//! StockReservations port - hold inventory while an order awaits payment.
//!
//! A reservation decrements available stock. It is either taken for every
//! line or for none of them.

use async_trait::async_trait;

use crate::domain::checkout::{CheckoutError, Order};
use crate::domain::foundation::{DomainError, ProductId};

/// Quantity of one product to reserve or release.
#[derive(Debug, Clone, Copy, PartialEq, Eq)]
pub struct StockLine {
    pub product_id: ProductId,
    pub quantity: u32,
}

impl StockLine {
    /// One line per order item.
    pub fn from_order(order: &Order) -> Vec<StockLine> {
        order
            .items
            .iter()
            .map(|item| StockLine {
                product_id: item.product_id(),
                quantity: item.quantity(),
            })
            .collect()
    }
}

#[async_trait]
pub trait StockReservations: Send + Sync {
    /// Reserve every line, or none.
    ///
    /// # Errors
    ///
    /// - `InsufficientStock` for the first line that cannot be covered
    /// - `ProductNotFound` for an unknown product
    /// - `Infrastructure` on storage failure
    async fn reserve(&self, lines: &[StockLine]) -> Result<(), CheckoutError>;

    /// Return previously reserved stock.
    async fn release(&self, lines: &[StockLine]) -> Result<(), DomainError>;
}

#[cfg(test)]
mod tests {
    use super::*;

    #[test]
    fn stock_reservations_is_object_safe() {
        fn _accepts_dyn(_stock: &dyn StockReservations) {}
    }
}
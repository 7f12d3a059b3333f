//! Order lifecycle events.

use serde::{Deserialize, Serialize};

use crate::domain::foundation::{domain_event, EventId, Money, OrderId, Timestamp};

use super::Order;

/// An order was committed and is awaiting payment.
#[derive(Debug, Clone, PartialEq, Eq, Serialize, Deserialize)]
pub struct OrderPlaced {
    pub event_id: EventId,
    pub order_id: OrderId,
    pub tracking_number: String,
    pub customer_email: String,
    pub total_quantity: u32,
    pub total_price: Money,
    pub currency: String,
    pub payment_intent_id: Option<String>,
    pub placed_at: Timestamp,
}

domain_event!(
    OrderPlaced,
    event_type = "order.placed.v1",
    schema_version = 1,
    aggregate_id = order_id,
    aggregate_type = "Order",
    occurred_at = placed_at,
    event_id = event_id
);

impl OrderPlaced {
    pub fn from_order(order: &Order) -> Self {
        Self {
            event_id: EventId::new(),
            order_id: order.id,
            tracking_number: order.tracking_number.to_string(),
            customer_email: order.customer.email().to_string(),
            total_quantity: order.total_quantity,
            total_price: order.total_price,
            currency: order.currency.clone(),
            payment_intent_id: order.payment_intent_id.clone(),
            placed_at: order.created_at,
        }
    }
}

/// The processor captured payment for an order.
#[derive(Debug, Clone, PartialEq, Eq, Serialize, Deserialize)]
pub struct OrderPaid {
    pub event_id: EventId,
    pub order_id: OrderId,
    pub tracking_number: String,
    pub payment_intent_id: String,
    pub amount: Money,
    pub paid_at: Timestamp,
}

domain_event!(
    OrderPaid,
    event_type = "order.paid.v1",
    schema_version = 1,
    aggregate_id = order_id,
    aggregate_type = "Order",
    occurred_at = paid_at,
    event_id = event_id
);

/// A payment attempt for an order failed.
#[derive(Debug, Clone, PartialEq, Eq, Serialize, Deserialize)]
pub struct OrderPaymentFailed {
    pub event_id: EventId,
    pub order_id: OrderId,
    pub tracking_number: String,
    pub payment_intent_id: String,
    pub reason: String,
    pub failed_at: Timestamp,
}

domain_event!(
    OrderPaymentFailed,
    event_type = "order.payment_failed.v1",
    schema_version = 1,
    aggregate_id = order_id,
    aggregate_type = "Order",
    occurred_at = failed_at,
    event_id = event_id
);

/// An order was cancelled and its stock returned.
#[derive(Debug, Clone, PartialEq, Eq, Serialize, Deserialize)]
pub struct OrderCancelled {
    pub event_id: EventId,
    pub order_id: OrderId,
    pub tracking_number: String,
    pub reason: String,
    pub cancelled_at: Timestamp,
}

domain_event!(
    OrderCancelled,
    event_type = "order.cancelled.v1",
    schema_version = 1,
    aggregate_id = order_id,
    aggregate_type = "Order",
    occurred_at = cancelled_at,
    event_id = event_id
);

## What you are asked to do
Please write out the entries exactly, keeping every line intact.

## Task solution
//! StockReservations port - hold inventory while an order awaits payment.
//!
//! A reservation decrements available stock. It is either taken for every
//! line or for none of them.

use async_trait::async_trait;

use crate::domain::checkout::{CheckoutError, Order};
use crate::domain::foundation::{DomainError, ProductId};

/// Quantity of one product to reserve or release.
#[derive(Debug, Clone, Copy, PartialEq, Eq)]
pub struct StockLine {
    pub product_id: ProductId,
    pub quantity: u32,
}

impl StockLine {
    /// One line per order item.
    pub fn from_order(order: &Order) -> Vec<StockLine> {
        order
            .items
            .iter()
            .map(|item| StockLine {
                product_id: item.product_id(),
                quantity: item.quantity(),
            })
            .collect()
    }
}

#[async_trait]
pub trait StockReservations: Send + Sync {
    /// Reserve every line, or none.
    ///
    /// # Errors
    ///
    /// - `InsufficientStock` for the first line that cannot be covered
    /// - `ProductNotFound` for an unknown product
    /// - `Infrastructure` on storage failure
    async fn reserve(&self, lines: &[StockLine]) -> Result<(), CheckoutError>;

    /// Return previously reserved stock.
    async fn release(&self, lines: &[StockLine]) -> Result<(), DomainError>;
}

#[cfg(test)]
mod tests {
    use super::*;

    #[test]
    fn stock_reservations_is_object_safe() {
        fn _accepts_dyn(_stock: &dyn StockReservations) {}
    }
}
repository 7f12d3a059b3333f
//! Order lifecycle events.

use serde::{Deserialize, Serialize};

use crate::domain::foundation::{domain_event, EventId, Money, OrderId, Timestamp};

use super::Order;

/// An order was committed and is awaiting payment.
#[derive(Debug, Clone, PartialEq, Eq, Serialize, Deserialize)]
pub struct OrderPlaced {
    pub event_id: EventId,
    pub order_id: OrderId,
    pub tracking_number: String,
    pub customer_email: String,
    pub total_quantity: u32,
    pub total_price: Money,
    pub currency: String,
    pub payment_intent_id: Option<String>,
    pub placed_at: Timestamp,
}

domain_event!(
    OrderPlaced,
    event_type = "order.placed.v1",
    schema_version = 1,
    aggregate_id = order_id,
    aggregate_type = "Order",
    occurred_at = placed_at,
    event_id = event_id
);

impl OrderPlaced {
    pub fn from_order(order: &Order) -> Self {
        Self {
            event_id: EventId::new(),
            order_id: order.id,
            tracking_number: order.tracking_number.to_string(),
            customer_email: order.customer.email().to_string(),
            total_quantity: order.total_quantity,
            total_price: order.total_price,
            currency: order.currency.clone(),
            payment_intent_id: order.payment_intent_id.clone(),
            placed_at: order.created_at,
        }
    }
}

/// The processor captured payment for an order.
#[derive(Debug, Clone, PartialEq, Eq, Serialize, Deserialize)]
pub struct OrderPaid {
    pub event_id: EventId,
    pub order_id: OrderId,
    pub tracking_number: String,
    pub payment_intent_id: String,
    pub amount: Money,
    pub paid_at: Timestamp,
}

domain_event!(
    OrderPaid,
    event_type = "order.paid.v1",
    schema_version = 1,
    aggregate_id = order_id,
    aggregate_type = "Order",
    occurred_at = paid_at,
    event_id = event_id
);

/// A payment attempt for an order failed.
#[derive(Debug, Clone, PartialEq, Eq, Serialize, Deserialize)]
pub struct OrderPaymentFailed {
    pub event_id: EventId,
    pub order_id: OrderId,
    pub tracking_number: String,
    pub payment_intent_id: String,
    pub reason: String,
    pub failed_at: Timestamp,
}

domain_event!(
    OrderPaymentFailed,
    event_type = "order.payment_failed.v1",
    schema_version = 1,
    aggregate_id = order_id,
    aggregate_type = "Order",
    occurred_at = failed_at,
    event_id = event_id
);

/// An order was cancelled and its stock returned.
#[derive(Debug, Clone, PartialEq, Eq, Serialize, Deserialize)]
pub struct OrderCancelled {
    pub event_id: EventId,
    pub order_id: OrderId,
    pub tracking_number: String,
    pub reason: String,
    pub cancelled_at: Timestamp,
}

domain_event!(
    OrderCancelled,
    event_type = "order.cancelled.v1",
    schema_version = 1,
    aggregate_id = order_id,
    aggregate_type = "Order",
    occurred_at = cancelled_at,
    event_id = event_id
);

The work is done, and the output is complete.